Picture: SOWETAN
Picture: SOWETAN

Foreign direct investment (FDI) in SA fell by almost half in 2020, in line with the worldwide downturn caused by the global Covid-19 pandemic, according to UN Conference on Trade and Development (Unctad) figures. The country attracted only R2.5bn of new investments in 2020, a sharp 45% drop from the 2019 figure of R4.6bn.

However, with many of the Covid-19 sanctions on doing business being lifted since mid to late 2020, FDI is seeing signs of recovery. With its good business climate, strong focus on production and financial services, and a tourism and retail sector showing great potential, SA remains attractive to investors.

A particularly strong area for investment in SA is the mining sector, which is a major part of the economy, being the world’s largest producer of chrome and platinum, and the second largest producer of palladium and zirconium. Our country also exports significant amounts of coal, diamonds and iron ore. In 2020, the SA Reserve Bank reported that mining and quarrying was the second-largest sector to secure investment during 2018 at 25.5%.

The recent increase in demand for commodities has led to a concurrent increase in demand in mining, which will undoubtedly lead to a rise in FDI in mining. Worldwide the need for palladium and platinum is high given that these materials are key in controlling vehicle emissions, which are becoming more stringent for China and Europe. 

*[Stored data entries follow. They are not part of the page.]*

//! Create command handler.

use clap::Args;
use prompter_core::{config::AppConfig, AppResult};
use prompter_prompt::{NewPrompt, PromptRepository};
use std::io::{IsTerminal, Read};

use super::{open_store, split_list};

/// Create a new prompt
#[derive(Args, Debug)]
pub struct CreateCommand {
    /// Prompt name (the id is derived from it)
    pub name: String,

    /// Short description
    #[arg(long, visible_alias = "desc", default_value = "")]
    pub description: String,

    /// Comma-separated tags
    #[arg(short, long, default_value = "")]
    pub tags: String,

    /// Provider hint (any string, e.g. claude, openai, my-local-llm)
    #[arg(long, default_value = prompter_prompt::types::DEFAULT_TOOL)]
    pub tool: String,

    /// Category
    #[arg(long, default_value = "")]
    pub category: String,

    /// Declared variable name (repeatable)
    #[arg(long = "var")]
    pub variables: Vec<String>,

    /// Prompt content (read from stdin when omitted and stdin is piped)
    #[arg(long)]
    pub content: Option<String>,
}

impl CreateCommand {
    pub fn execute(&self, config: &AppConfig) -> AppResult<()> {
        tracing::info!("Executing create command for '{}'", self.name);

        let store = open_store(config);
        store.init()?;

        let data = NewPrompt::named(&self.name)
            .with_description(&self.description)
            .with_content(self.read_content()?)
            .with_tags(split_list(&self.tags))
            .with_tool(&self.tool)
            .with_variables(self.variables.clone())
            .with_category(&self.category);

        let prompt = store.create(data)?;
        println!("Created prompt: {}", prompt.id);

        Ok(())
    }

    fn read_content(&self) -> AppResult<String> {
        if let Some(ref content) = self.content {
            return Ok(content.clone());
        }

        let mut stdin = std::io::stdin();
        if stdin.is_terminal() {
            return Ok(String::new());
        }

        let mut body = String::new();
        stdin.read_to_string(&mut body)?;
        Ok(body)
    }
}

When speaking broadly about FDI in mining, ministerial approval of the change of control in those businesses is needed. This we usually refer to as section 11 approvals, which take an average of nine to 12 months but can take as long as 18 months. This requirement does not extend to listed entities, however. What does apply to all mining acquisitions in SA, including FDI, is that the mining company must comply with all of the conditions of its mining right.

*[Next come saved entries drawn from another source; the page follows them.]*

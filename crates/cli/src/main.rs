//! Prompter CLI
//!
//! Main entry point for the prompter command-line tool.
//! Manages markdown prompts and exports them for any LLM provider.

mod commands;

use clap::{Parser, Subcommand};
use commands::{
    CreateCommand, DeleteCommand, EditCommand, ExportCommand, InitCommand, ListCommand,
    ProvidersCommand, RenderCommand, ShowCommand,
};
use prompter_core::{config::AppConfig, logging, AppResult};
use std::path::PathBuf;

/// Prompter - prompt engineering toolkit
#[derive(Parser, Debug)]
#[command(name = "prompter")]
#[command(about = "Manage prompts and export them for any LLM provider", long_about = None)]
#[command(version)]
struct Cli {
    /// Path to workspace directory (default: current directory)
    #[arg(short, long, global = true, env = "PROMPTER_WORKSPACE")]
    workspace: Option<PathBuf>,

    /// Path to config file
    #[arg(short, long, global = true, env = "PROMPTER_CONFIG")]
    config: Option<PathBuf>,

    /// Prompts directory (default: <workspace>/prompts)
    #[arg(short, long, global = true, env = "PROMPTER_DIR")]
    dir: Option<PathBuf>,

    /// Log level (error, warn, info, debug, trace)
    #[arg(long, global = true, env = "RUST_LOG")]
    log_level: Option<String>,

    /// Enable verbose output (sets log level to debug)
    #[arg(short, long, global = true)]
    verbose: bool,

    /// Disable colored output
    #[arg(long, global = true, env = "NO_COLOR")]
    no_color: bool,

    #[command(subcommand)]
    command: Commands,
}

#[derive(Subcommand, Debug)]
enum Commands {
    /// Initialize a prompts directory and provider override file
    Init(InitCommand),

    /// List all prompts
    List(ListCommand),

    /// Display a prompt
    Show(ShowCommand),

    /// Create a new prompt
    Create(CreateCommand),

    /// Open a prompt in $EDITOR
    Edit(EditCommand),

    /// Delete a prompt
    Delete(DeleteCommand),

    /// Render a prompt with variable substitution
    Render(RenderCommand),

    /// Export a prompt for a format or provider
    Export(ExportCommand),

    /// List supported providers and their export formats
    Providers(ProvidersCommand),
}

fn main() -> AppResult<()> {
    let cli = Cli::parse();

    let config = AppConfig::load_with(cli.workspace, cli.config)?.with_overrides(
        cli.dir,
        cli.log_level,
        cli.verbose,
        cli.no_color,
    );

    logging::init_logging(config.log_level.as_deref(), config.no_color)?;

    tracing::debug!("Workspace: {:?}", config.workspace);
    tracing::debug!("Prompts directory: {:?}", config.prompts_path());
    tracing::debug!("Provider overrides: {:?}", config.providers_path());

    config.validate()?;

    let command_name = match &cli.command {
        Commands::Init(_) => "init",
        Commands::List(_) => "list",
        Commands::Show(_) => "show",
        Commands::Create(_) => "create",
        Commands::Edit(_) => "edit",
        Commands::Delete(_) => "delete",
        Commands::Render(_) => "render",
        Commands::Export(_) => "export",
        Commands::Providers(_) => "providers",
    };
    let _span = tracing::info_span!("command", name = command_name).entered();

    let result = match cli.command {
        Commands::Init(cmd) => cmd.execute(&config),
        Commands::List(cmd) => cmd.execute(&config),
        Commands::Show(cmd) => cmd.execute(&config),
        Commands::Create(cmd) => cmd.execute(&config),
        Commands::Edit(cmd) => cmd.execute(&config),
        Commands::Delete(cmd) => cmd.execute(&config),
        Commands::Render(cmd) => cmd.execute(&config),
        Commands::Export(cmd) => cmd.execute(&config),
        Commands::Providers(cmd) => cmd.execute(&config),
    };

    match &result {
        Ok(_) => tracing::debug!("Command completed successfully"),
        Err(e) => tracing::error!("Command failed: {}", e),
    }

    result
}
//! Command handlers for the Prompter CLI.
//!
//! This module organizes all CLI commands into separate submodules.

pub mod create;
pub mod delete;
pub mod edit;
pub mod export;
pub mod init;
pub mod list;
pub mod providers;
pub mod render;
pub mod show;

// Re-export command types for convenience
pub use create::CreateCommand;
pub use delete::DeleteCommand;
pub use edit::EditCommand;
pub use export::ExportCommand;
pub use init::InitCommand;
pub use list::ListCommand;
pub use providers::ProvidersCommand;
pub use render::RenderCommand;
pub use show::ShowCommand;

use prompter_core::AppConfig;
use prompter_prompt::PromptStore;

/// Store rooted at the configured prompts directory.
pub(crate) fn open_store(config: &AppConfig) -> PromptStore {
    PromptStore::new(config.prompts_path())
}

/// Format rows as a left-aligned table with a header line.
pub(crate) fn format_table(headers: &[&str], rows: &[Vec<String>]) -> String {
    let mut widths: Vec<usize> = headers.iter().map(|h| h.chars().count()).collect();
    for row in rows {
        for (i, cell) in row.iter().enumerate() {
            if let Some(width) = widths.get_mut(i) {
                *width = (*width).max(cell.chars().count());
            }
        }
    }

    let format_row = |cells: Vec<&str>| -> String {
        cells
            .iter()
            .zip(&widths)
            .map(|(cell, width)| format!("{:<width$}", cell, width = width))
            .collect::<Vec<_>>()
            .join("  ")
            .trim_end()
            .to_string()
    };

    let mut out = String::new();
    out.push_str(&format_row(headers.to_vec()));
    out.push('\n');
    for row in rows {
        out.push_str(&format_row(row.iter().map(String::as_str).collect()));
        out.push('\n');
    }
    out
}

/// Split a comma-separated flag into trimmed, non-empty items.
pub(crate) fn split_list(raw: &str) -> Vec<String> {
    raw.split(',')
        .map(str::trim)
        .filter(|s| !s.is_empty())
        .map(str::to_string)
        .collect()
}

Firstly, the business must comply with the Mining Charter in terms of the following: 30% of ownership must be in the hands of historically  disadvantaged groups, of which 5% of those shares must be held for the benefit of the mine’s host communities and 5% of shares must benefit the company’s employees. These shares usually come in the form of a community trust and an employee benefit trust, while other companies create a share pool. The guiding principle here is that there has to be a real benefit, which all comes down to dividend flow.

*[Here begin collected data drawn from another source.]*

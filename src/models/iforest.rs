// src/models/iforest.rs

use linfa::traits::Fit;
use linfa::DatasetBase;
use ndarray::{Array1, Array2, ArrayView1, ArrayView2};
use rand::prelude::*;
use rand::seq::index;
use rayon::prelude::*;
use serde::{Deserialize, Serialize};
use tracing::debug;

use crate::config::ModelSettings;
use crate::error::{EngineError, Result};
use crate::models::base_model::{validate_contamination, OutlierDetector, OutlierModel};
use crate::utils::dataset::ensure_finite;

const EULER_GAMMA: f64 = 0.5772156649;

// Below this range a feature is treated as constant inside a node.
const FEATURE_THRESHOLD: f64 = 1e-7;

/// c(n): average path length of an unsuccessful BST search over `n` points.
pub fn average_path_length(n: usize) -> f64 {
    match n {
        0 | 1 => 0.0,
        2 => 1.0,
        _ => {
            let n = n as f64;
            2.0 * ((n - 1.0).ln() + EULER_GAMMA) - 2.0 * (n - 1.0) / n
        }
    }
}

#[derive(Debug, Clone, Serialize, Deserialize)]
struct Node {
    split_feature: Option<usize>,
    split_value: f64,
    size: usize,
    left: Option<Box<Node>>,
    right: Option<Box<Node>>,
}

impl Node {
    fn leaf(size: usize) -> Self {
        Node {
            split_feature: None,
            split_value: 0.0,
            size,
            left: None,
            right: None,
        }
    }
}

#[derive(Debug, Clone, Serialize, Deserialize)]
struct IsolationTree {
    root: Node,
}

impl IsolationTree {
    fn build(records: ArrayView2<f64>, sample: &[usize], height_limit: usize, rng: &mut StdRng) -> Self {
        IsolationTree {
            root: Self::build_node(records, sample, 0, height_limit, rng),
        }
    }

    fn build_node(
        records: ArrayView2<f64>,
        rows: &[usize],
        height: usize,
        height_limit: usize,
        rng: &mut StdRng,
    ) -> Node {
        let size = rows.len();
        let mut node = Node::leaf(size);

        // Stop criteria
        if size <= 1 || height >= height_limit {
            return node;
        }

        // Visit features in random order and split on the first non-constant one
        let mut features: Vec<usize> = (0..records.ncols()).collect();
        features.shuffle(rng);

        for split_feature in features {
            let column = records.column(split_feature);
            let mut min_val = column[rows[0]];
            let mut max_val = min_val;
            for &row in rows {
                let val = column[row];
                min_val = min_val.min(val);
                max_val = max_val.max(val);
            }

            if max_val - min_val <= FEATURE_THRESHOLD {
                continue;
            }

            let split_value = rng.gen::<f64>() * (max_val - min_val) + min_val;
            let (left, right): (Vec<usize>, Vec<usize>) =
                rows.iter().copied().partition(|&row| column[row] < split_value);

            // Only split if we actually divided the data
            if !left.is_empty() && !right.is_empty() {
                node.split_feature = Some(split_feature);
                node.split_value = split_value;
                node.left = Some(Box::new(Self::build_node(
                    records,
                    &left,
                    height + 1,
                    height_limit,
                    rng,
                )));
                node.right = Some(Box::new(Self::build_node(
                    records,
                    &right,
                    height + 1,
                    height_limit,
                    rng,
                )));
            }
            break;
        }

        node
    }

    /// Depth of the leaf reached by `x`, plus c(leaf size) for unresolved points.
    fn path_length(&self, x: ArrayView1<f64>) -> f64 {
        let mut node = &self.root;
        let mut depth = 0.0;
        while let (Some(feature), Some(left), Some(right)) =
            (node.split_feature, node.left.as_deref(), node.right.as_deref())
        {
            node = if x[feature] < node.split_value { left } else { right };
            depth += 1.0;
        }
        depth + average_path_length(node.size)
    }
}

/// Hyper-parameters of the isolation forest.
#[derive(Debug, Clone, PartialEq, Serialize, Deserialize)]
pub struct IsolationForestParams {
    n_estimators: usize,
    max_samples: usize,
    contamination: f64,
    random_seed: u64,
    n_jobs: Option<usize>,
}

impl Default for IsolationForestParams {
    fn default() -> Self {
        Self::from_settings(&ModelSettings::default())
    }
}

impl IsolationForestParams {
    pub fn from_settings(settings: &ModelSettings) -> Self {
        IsolationForestParams {
            n_estimators: settings.n_estimators,
            max_samples: settings.max_samples,
            contamination: 0.1,
            random_seed: settings.random_seed,
            n_jobs: settings.n_jobs,
        }
    }

    pub fn with_n_estimators(mut self, n_estimators: usize) -> Self {
        self.n_estimators = n_estimators;
        self
    }

    pub fn with_max_samples(mut self, max_samples: usize) -> Self {
        self.max_samples = max_samples;
        self
    }

    pub fn with_contamination(mut self, contamination: f64) -> Self {
        self.contamination = contamination;
        self
    }

    pub fn with_random_seed(mut self, random_seed: u64) -> Self {
        self.random_seed = random_seed;
        self
    }

    pub fn with_n_jobs(mut self, n_jobs: usize) -> Self {
        self.n_jobs = Some(n_jobs);
        self
    }

    fn fit_records(&self, records: ArrayView2<f64>) -> Result<IsolationForest> {
        validate_contamination(self.contamination)?;
        if self.n_estimators == 0 {
            return Err(EngineError::InvalidParameter {
                name: "n_estimators",
                value: 0.0,
                reason: "must be > 0",
            });
        }
        if self.n_jobs == Some(0) {
            return Err(EngineError::InvalidParameter {
                name: "n_jobs",
                value: 0.0,
                reason: "must be > 0",
            });
        }
        if self.max_samples == 0 {
            return Err(EngineError::InvalidParameter {
                name: "max_samples",
                value: 0.0,
                reason: "must be > 0",
            });
        }

        let n_samples = records.nrows();
        if n_samples == 0 {
            return Err(EngineError::EmptySeries);
        }
        ensure_finite(records)?;

        let subsample_size = self.max_samples.min(n_samples);
        let height_limit = (subsample_size as f64).log2().ceil() as usize;

        let pool = rayon::ThreadPoolBuilder::new()
            .num_threads(self.n_jobs.unwrap_or_else(num_cpus::get))
            .build()?;

        // Tree i owns its own seeded rng, so the forest does not depend on scheduling.
        let trees: Vec<IsolationTree> = pool.install(|| {
            (0..self.n_estimators)
                .into_par_iter()
                .map(|i| {
                    let mut rng = StdRng::seed_from_u64(self.random_seed.wrapping_add(i as u64));
                    let sample = index::sample(&mut rng, n_samples, subsample_size).into_vec();
                    IsolationTree::build(records, &sample, height_limit, &mut rng)
                })
                .collect()
        });

        let mut forest = IsolationForest {
            trees,
            subsample_size,
            n_features: records.ncols(),
            contamination: self.contamination,
            offset: 0.0,
        };

        let training_scores = forest.score_samples(records)?;
        forest.offset = percentile(training_scores.to_vec(), self.contamination);

        debug!(
            trees = forest.trees.len(),
            subsample_size,
            height_limit,
            offset = forest.offset,
            "isolation forest fitted"
        );
        Ok(forest)
    }
}

impl<T> Fit<Array2<f64>, T, EngineError> for IsolationForestParams {
    type Object = IsolationForest;

    fn fit(&self, dataset: &DatasetBase<Array2<f64>, T>) -> Result<IsolationForest> {
        self.fit_records(dataset.records().view())
    }
}

impl OutlierDetector for IsolationForestParams {
    type Model = IsolationForest;

    fn fit(&self, records: ArrayView2<f64>, contamination: f64) -> Result<IsolationForest> {
        let params = self.clone().with_contamination(contamination);
        // Unsupervised: unit targets, as linfa expects a target slot.
        let targets = Array1::from_elem(records.nrows(), ());
        let dataset = DatasetBase::new(records.to_owned(), targets);
        Fit::fit(&params, &dataset)
    }

    fn algorithm(&self) -> &'static str {
        "IsolationForest"
    }

    fn n_estimators(&self) -> usize {
        self.n_estimators
    }

    fn random_seed(&self) -> u64 {
        self.random_seed
    }
}

/// Fitted isolation forest.
#[derive(Debug, Clone, Serialize, Deserialize)]
pub struct IsolationForest {
    trees: Vec<IsolationTree>,
    subsample_size: usize,
    n_features: usize,
    contamination: f64,
    offset: f64,
}

impl IsolationForest {
    pub fn n_trees(&self) -> usize {
        self.trees.len()
    }

    fn score_row(&self, row: ArrayView1<f64>) -> f64 {
        let total: f64 = self.trees.iter().map(|tree| tree.path_length(row)).sum();
        let avg_path_length = total / self.trees.len() as f64;

        let expected_path_length = average_path_length(self.subsample_size);
        if expected_path_length > 0.0 {
            -(2.0f64.powf(-avg_path_length / expected_path_length))
        } else {
            -1.0
        }
    }
}

impl OutlierModel for IsolationForest {
    fn score_samples(&self, records: ArrayView2<f64>) -> Result<Array1<f64>> {
        self.check_features(records)?;
        ensure_finite(records)?;
        Ok(records.outer_iter().map(|row| self.score_row(row)).collect())
    }

    fn offset(&self) -> f64 {
        self.offset
    }

    fn contamination(&self) -> f64 {
        self.contamination
    }

    fn n_features(&self) -> usize {
        self.n_features
    }
}

/// Linear-interpolated `q` quantile (q in [0, 1]) of `values`.
fn percentile(mut values: Vec<f64>, q: f64) -> f64 {
    values.sort_by(|a, b| a.total_cmp(b));
    let rank = q * (values.len() - 1) as f64;
    let lo = rank.floor() as usize;
    let hi = rank.ceil() as usize;
    values[lo] + (values[hi] - values[lo]) * (rank - lo as f64)
}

The department of mineral resources and energy encourages trickle dividends, so the money received by beneficiaries is not only governed by profit but also ensures there is a regular flow of funds to communities and employees. Equity in transactions is also dealt with as part of broader social and labour plan compliance to ensure community and employee projects benefit from the company, so a more sustainable economy is built within the communities that sit around the mining entity.

For example, the company is required to build up small business around the mine, which often fall into the categories of security and logistics, both important for the mining entity. These stipulations do not apply to the rights that were granted under the previous Mining Charter, but they do reflect a real drive by government to try to broaden the equity base of mining companies so that it doesn’t benefit just one person. 

For example, mining procurement is also more specific in the mining industry to meet BEE requirements, such as capital goods and operational expenses being differentiated. The equity requirement of ownership transfer in the case of a mining entity usually takes nine to 12 months to finalise and, in the case of FDI, can only be implemented once ministerial approval of the transaction has been obtained.

If the FDI does not involve a change of control but rather involves buying out assets and putting them into a new entity, then what flows from that is a change of licence or licence holder. This can be a complicated process because of environmental approvals, for example water licences, atmospheric emissions licences and environmental authorisations, all have to move across. There is therefore a part of the project that has to focus on bringing the regulatory compliance into line, and this is where the right kind of legal advice becomes crucial. A few of the change of licences can be done post implementation of the sale, but it is an ongoing process thereafter.

Some change of licences can take time. What often happens is that certain mining operations were approved under a certain environmental plan, and the new owner might want to change the scope slightly. The mine would then have to undergo a formal environmental impact assessment, which can take 12-24 months, and then only after ministerial approval. 

Although the SA economy, and the mining sector specifically, have taken a bit of a knock with Covid-19 and existing hurdles before the pandemic, it is undeniable that now is a good time to invest in mining given that it is a buyers’ market. 

• Badenhorst is office managing partner at Hogan Lovells.